Improving time-of-flight measurements with the shading constraint

This post discusses the paper by Martin Böhme in order to filter range maps (a.k.a. depth map or a depth image) received by a time-of-flight camera by their intensity image (a.k.a. confidence map or near infrared image). There are actually 2 versions of the paper. One from 2008 (link to paper) [1] and one from 2010 (link to paper) [2]. Be sure to always take the 2010 [2] version because there are small differences between the papers.

My main interest was to gain more knowledge of how to solve such problems as stated in this paper. This is the reason that I only will use synthetic data here instead of real recorded data. In this way it is easier to concentrate on learning the tools in order how to solve such a problem without dealing with the problems of real data.
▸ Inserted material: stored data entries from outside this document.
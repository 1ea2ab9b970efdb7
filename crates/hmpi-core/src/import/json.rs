use crate::error::HmpiError;
use crate::import::ImportedSamples;
use crate::model::NewSample;

/// Parse a JSON array of samples (flat records, one key per metal).
pub fn parse_samples_json(bytes: &[u8]) -> Result<ImportedSamples, HmpiError> {
    let samples: Vec<NewSample> = serde_json::from_slice(bytes)
        .map_err(|e| HmpiError::Import(format!("invalid sample JSON: {e}")))?;

    if samples.is_empty() {
        return Err(HmpiError::Import("no samples found in JSON".into()));
    }

    Ok(ImportedSamples {
        samples,
        skipped_cells: vec![],
    })
}
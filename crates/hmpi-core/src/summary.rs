use std::collections::BTreeMap;

use serde::{Deserialize, Serialize};

use crate::hmpi::Classification;
use crate::model::WaterSample;

/// Anything that carries the calculator's output: an optional index and an
/// optional classification.
pub trait ScoredRecord {
    fn hmpi_score(&self) -> Option<f64>;
    fn pollution_level(&self) -> Option<Classification>;

    /// Band of the record, derived from the index when no level was stored.
    fn band(&self) -> Option<Classification> {
        self.pollution_level()
            .or_else(|| self.hmpi_score().map(Classification::from_index))
    }
}

impl ScoredRecord for WaterSample {
    fn hmpi_score(&self) -> Option<f64> {
        self.hmpi_score
    }

    fn pollution_level(&self) -> Option<Classification> {
        self.pollution_level
    }
}

impl<T: ScoredRecord> ScoredRecord for &T {
    fn hmpi_score(&self) -> Option<f64> {
        (*self).hmpi_score()
    }

    fn pollution_level(&self) -> Option<Classification> {
        (*self).pollution_level()
    }
}

/// Dashboard rollup over a set of samples.
#[derive(Debug, Clone, PartialEq, Serialize, Deserialize)]
pub struct Summary {
    pub total: usize,
    /// Count per band; every band is present, possibly with 0.
    pub by_classification: BTreeMap<Classification, usize>,
    /// Samples without a score.
    pub unscored: usize,
    /// Mean index over scored samples; `None` when no sample is scored.
    pub mean_score: Option<f64>,
}

impl Summary {
    pub fn count(&self, classification: Classification) -> usize {
        self.by_classification
            .get(&classification)
            .copied()
            .unwrap_or(0)
    }

    pub fn scored(&self) -> usize {
        self.total - self.unscored
    }

    /// Critical plus Unsafe samples.
    pub fn at_risk(&self) -> usize {
        Classification::ALL
            .iter()
            .filter(|c| c.is_at_risk())
            .map(|c| self.count(*c))
            .sum()
    }
}

/// Summarize a set of scored samples.
///
/// Unscored samples count toward `total` and `unscored` only; they never
/// contribute a zero to the mean. The result does not depend on input order.
pub fn summarize<T: ScoredRecord>(samples: &[T]) -> Summary {
    let mut by_classification: BTreeMap<Classification, usize> =
        Classification::ALL.iter().map(|c| (*c, 0)).collect();
    let mut scores = Vec::new();
    let mut unscored = 0;

    for sample in samples {
        match sample.hmpi_score() {
            Some(score) => scores.push(score),
            None => unscored += 1,
        }
        if let Some(band) = sample.band() {
            *by_classification.entry(band).or_insert(0) += 1;
        }
    }

    // Sum in sorted order so the mean is bit-identical for any input order.
    scores.sort_by(|a, b| a.total_cmp(b));
    let mean_score = if scores.is_empty() {
        None
    } else {
        Some(scores.iter().sum::<f64>() / scores.len() as f64)
    };

    Summary {
        total: samples.len(),
        by_classification,
        unscored,
        mean_score,
    }
}

/// The `limit` most recently created samples, newest first.
pub fn recent(samples: &[WaterSample], limit: usize) -> Vec<WaterSample> {
    let mut sorted: Vec<&WaterSample> = samples.iter().collect();
    sorted.sort_by(|a, b| b.created_at.cmp(&a.created_at));
    sorted.into_iter().take(limit).cloned().collect()
}

/// What a signed-in researcher sees first.
#[derive(Debug, Clone, Serialize, Deserialize)]
pub struct Dashboard {
    pub display_name: String,
    pub summary: Summary,
    pub recent: Vec<WaterSample>,
}
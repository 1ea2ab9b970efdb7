pub mod error;
pub mod hmpi;
pub mod import;
pub mod model;
pub mod parsing;
pub mod session;
pub mod standards;
pub mod store;
pub mod summary;
pub mod validate;

use chrono::Utc;
use serde::{Deserialize, Serialize};
use uuid::Uuid;

use error::HmpiError;
use hmpi::{Classification, ScoreOutcome};
use model::{MetalReadings, NewSample, SampleStatus, SampleUpdate, WaterSample};
use session::{require_user, SessionProvider};
use standards::{ReferenceStandard, StandardsRegistry};
use store::SampleStore;
use summary::{Dashboard, ScoredRecord};

/// Number of samples shown in the dashboard's recent list.
pub const RECENT_LIMIT: usize = 5;

/// Score one sample's metal readings.
pub fn score_readings(
    readings: &MetalReadings,
    registry: &StandardsRegistry,
    reference: ReferenceStandard,
) -> ScoreOutcome {
    hmpi::score(&readings.concentrations(), registry, reference)
}

/// Result of scoring one unpersisted sample in a batch.
#[derive(Debug, Clone, Serialize, Deserialize)]
pub struct ScoredSample {
    pub test_name: String,
    pub location_name: String,
    #[serde(skip_serializing_if = "Option::is_none")]
    pub outcome: Option<ScoreOutcome>,
    /// Why the sample was rejected before scoring.
    #[serde(skip_serializing_if = "Option::is_none")]
    pub error: Option<String>,
}

impl ScoredRecord for ScoredSample {
    fn hmpi_score(&self) -> Option<f64> {
        self.outcome.as_ref().and_then(|o| o.index())
    }

    fn pollution_level(&self) -> Option<Classification> {
        self.outcome.as_ref().and_then(|o| o.classification())
    }
}

/// Validate and score a batch of samples without persisting them.
///
/// One result per input, in input order. An invalid sample yields an error
/// entry and never fails the batch.
pub fn score_samples(
    samples: &[NewSample],
    registry: &StandardsRegistry,
    reference: ReferenceStandard,
) -> Vec<ScoredSample> {
    samples
        .iter()
        .map(|sample| {
            let (outcome, error) = match validate::validate_new_sample(sample) {
                Ok(()) => (Some(score_readings(&sample.metals, registry, reference)), None),
                Err(e) => {
                    log::warn!("rejected sample '{}': {}", sample.test_name, e);
                    (None, Some(e.to_string()))
                }
            };
            ScoredSample {
                test_name: sample.test_name.clone(),
                location_name: sample.location_name.clone(),
                outcome,
                error,
            }
        })
        .collect()
}

/// Record a new sample for the current user and score it.
///
/// The stored sample is `complete` with a score and level, or `pending` with
/// neither when no registered metal was measured.
pub fn submit_sample(
    store: &mut dyn SampleStore,
    session: &dyn SessionProvider,
    registry: &StandardsRegistry,
    reference: ReferenceStandard,
    sample: NewSample,
) -> Result<WaterSample, HmpiError> {
    let owner = require_user(session)?;
    validate::validate_new_sample(&sample)?;

    let mut record = WaterSample::new(sample, owner, Utc::now());
    let outcome = score_readings(&record.metals, registry, reference);
    record.apply_outcome(&outcome);

    if record.status == SampleStatus::Pending {
        log::warn!(
            "sample '{}' has no scoreable metals, stored as pending",
            record.test_name
        );
    }

    let stored = store.insert(record)?;
    log::info!(
        "stored sample {} ({}) for {}",
        stored.id,
        stored.test_name,
        stored.user_id
    );
    Ok(stored)
}

/// Apply a correction to one of the current user's samples.
///
/// A correction that touches metal readings forces the sample to be
/// rescored against `registry`.
pub fn correct_sample(
    store: &mut dyn SampleStore,
    session: &dyn SessionProvider,
    registry: &StandardsRegistry,
    reference: ReferenceStandard,
    id: Uuid,
    update: SampleUpdate,
) -> Result<WaterSample, HmpiError> {
    let user = require_user(session)?;
    validate::validate_update(&update)?;

    let mut record = store.get(id)?.ok_or(HmpiError::SampleNotFound(id))?;
    if record.user_id != user {
        return Err(HmpiError::Forbidden { user, id });
    }

    if record.apply_update(update, Utc::now()) {
        let outcome = score_readings(&record.metals, registry, reference);
        record.apply_outcome(&outcome);
        log::info!("rescored corrected sample {}", id);
    }
    validate::validate_stored_sample(&record)?;

    store.update(record.clone())?;
    Ok(record)
}

/// Counts from a `rescore_all` run.
#[derive(Debug, Clone, Default, PartialEq, Eq, Serialize, Deserialize)]
pub struct RescoreReport {
    pub complete: usize,
    pub pending: usize,
    /// Samples whose stored readings fail validation; left untouched.
    pub invalid: usize,
}

/// Rescore every stored sample, e.g. after the standards changed.
///
/// A sample that cannot be scored becomes `pending`; an invalid one is
/// skipped. Neither fails the batch.
pub fn rescore_all(
    store: &mut dyn SampleStore,
    registry: &StandardsRegistry,
    reference: ReferenceStandard,
) -> Result<RescoreReport, HmpiError> {
    let mut report = RescoreReport::default();

    for mut record in store.list_all()? {
        if let Err(e) = validate::validate_readings(&record.metals) {
            log::warn!("skipping sample {}: {}", record.id, e);
            report.invalid += 1;
            continue;
        }

        let outcome = score_readings(&record.metals, registry, reference);
        record.apply_outcome(&outcome);
        record.updated_at = Utc::now();
        match record.status {
            SampleStatus::Complete => report.complete += 1,
            _ => report.pending += 1,
        }
        store.update(record)?;
    }

    log::info!(
        "rescored {} sample(s) against {} limits: {} complete, {} pending, {} invalid",
        report.complete + report.pending + report.invalid,
        reference,
        report.complete,
        report.pending,
        report.invalid
    );
    Ok(report)
}

/// Summary and recent samples for the current user.
pub fn build_dashboard(
    store: &dyn SampleStore,
    session: &dyn SessionProvider,
) -> Result<Dashboard, HmpiError> {
    let user = require_user(session)?;
    let samples = store.list_by_owner(&user)?;

    let display_name = store
        .profile(&user)?
        .map(|p| p.display_name().to_string())
        .unwrap_or_else(|| user.clone());

    Ok(Dashboard {
        display_name,
        summary: summary::summarize(&samples),
        recent: summary::recent(&samples, RECENT_LIMIT),
    })
}
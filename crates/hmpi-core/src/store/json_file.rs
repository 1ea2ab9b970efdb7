use std::path::{Path, PathBuf};

use uuid::Uuid;

use crate::error::HmpiError;
use crate::model::{Profile, WaterSample};
use crate::store::{SampleStore, StoreDocument};

/// Store backed by a single JSON document on disk.
///
/// The document is held in memory and rewritten after every mutation via a
/// temporary file and rename, so a crash never leaves a half-written store.
#[derive(Debug)]
pub struct JsonFileStore {
    path: PathBuf,
    doc: StoreDocument,
}

impl JsonFileStore {
    /// Open a store, starting empty if the file does not exist yet.
    pub fn open(path: &Path) -> Result<Self, HmpiError> {
        let doc = if path.exists() {
            let content = std::fs::read_to_string(path)?;
            serde_json::from_str(&content).map_err(|e| HmpiError::Store {
                path: path.to_path_buf(),
                reason: e.to_string(),
            })?
        } else {
            log::info!("no store at {}, starting empty", path.display());
            StoreDocument::default()
        };

        Ok(Self {
            path: path.to_path_buf(),
            doc,
        })
    }

    pub fn path(&self) -> &Path {
        &self.path
    }

    fn persist(&self) -> Result<(), HmpiError> {
        let json = serde_json::to_string_pretty(&self.doc)?;
        let tmp = temp_path(&self.path);
        std::fs::write(&tmp, json)?;
        std::fs::rename(&tmp, &self.path)?;
        log::debug!(
            "wrote {} sample(s) to {}",
            self.doc.samples.len(),
            self.path.display()
        );
        Ok(())
    }
}

/// Sibling of `path` with `.tmp` appended to the full file name.
fn temp_path(path: &Path) -> PathBuf {
    let mut name = path.file_name().map(|n| n.to_os_string()).unwrap_or_default();
    name.push(".tmp");
    path.with_file_name(name)
}

impl SampleStore for JsonFileStore {
    fn insert(&mut self, sample: WaterSample) -> Result<WaterSample, HmpiError> {
        let stored = self.doc.insert(sample)?;
        self.persist()?;
        Ok(stored)
    }

    fn get(&self, id: Uuid) -> Result<Option<WaterSample>, HmpiError> {
        Ok(self.doc.get(id))
    }

    fn update(&mut self, sample: WaterSample) -> Result<(), HmpiError> {
        self.doc.update(sample)?;
        self.persist()
    }

    fn delete(&mut self, id: Uuid) -> Result<bool, HmpiError> {
        let removed = self.doc.delete(id);
        if removed {
            self.persist()?;
        }
        Ok(removed)
    }

    fn list_all(&self) -> Result<Vec<WaterSample>, HmpiError> {
        Ok(self.doc.samples.clone())
    }

    fn put_profile(&mut self, profile: Profile) -> Result<(), HmpiError> {
        self.doc.put_profile(profile);
        self.persist()
    }

    fn profile(&self, user_id: &str) -> Result<Option<Profile>, HmpiError> {
        Ok(self.doc.profile(user_id))
    }
}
At the bottom of this post you can find a download link to an executable demo with the accompanying source code and data sets.
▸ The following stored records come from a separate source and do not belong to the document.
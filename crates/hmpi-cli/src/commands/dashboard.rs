use hmpi_core::store::JsonFileStore;
use std::path::Path;

use crate::commands::session_for;
use crate::output;

pub fn run(
    store_path: &Path,
    user: Option<String>,
    output_format: &str,
) -> Result<(), hmpi_core::error::HmpiError> {
    let session = session_for(user);
    let store = JsonFileStore::open(store_path)?;
    let dashboard = hmpi_core::build_dashboard(&store, session.as_ref())?;

    match output_format {
        "json" => output::json::print(&dashboard)?,
        _ => output::table::print_dashboard(&dashboard),
    }

    Ok(())
}
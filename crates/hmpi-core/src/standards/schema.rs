use rust_decimal::Decimal;
use serde::{Deserialize, Serialize};

/// A standards file: regulatory limits for a set of metals.
#[derive(Debug, Clone, Serialize, Deserialize)]
pub struct StandardsDef {
    pub name: String,
    #[serde(default)]
    pub description: Option<String>,
    pub version: String,
    /// Unit shared by all limits unless a standard overrides it.
    #[serde(default = "default_unit")]
    pub unit: String,
    pub standards: Vec<MetalStandardDef>,
}

/// One metal's limits as written in a standards file.
#[derive(Debug, Clone, Serialize, Deserialize)]
pub struct MetalStandardDef {
    pub metal: String,
    /// National (BIS) permissible concentration, as a string for exact decimal.
    pub bis: Decimal,
    /// WHO guideline concentration.
    pub who: Decimal,
    #[serde(default = "default_weight")]
    pub weight: Decimal,
    #[serde(default)]
    pub unit: Option<String>,
    #[serde(default)]
    pub note: Option<String>,
}

pub fn default_unit() -> String {
    "mg/L".to_string()
}

fn default_weight() -> Decimal {
    Decimal::ONE
}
As a last note: this blog post is not about giving an elaborate scientific explanation about the used methods. But more to give an idea how it is working and a guide of where to find good resources that will give you an in-depth explanation.

Goal

A consumer time-of-flight camera, such as the Creative Senz3D or DepthSense 325,  has on its depth map on average 1,0 cm noise per pixel. Actually the amount can vary from as small as 0,5 cm to as large as 1,5 cm per pixel. So it speaks for itself that a lot of detail is lost.

Therefore in order to reduce the noise and recover small details in the range map, the paper makes use of the observation that the range map and the intensity image are linked to each other by the shading constraint. Meaning, if the reflectance properties of the measured surface are known that a certain range map implies a corresponding intensity image. Thus if we modify the range map so that it corresponds with the measured intensity image we can recover lost details that are observed in the intensity image but were lost in the range map due to noise.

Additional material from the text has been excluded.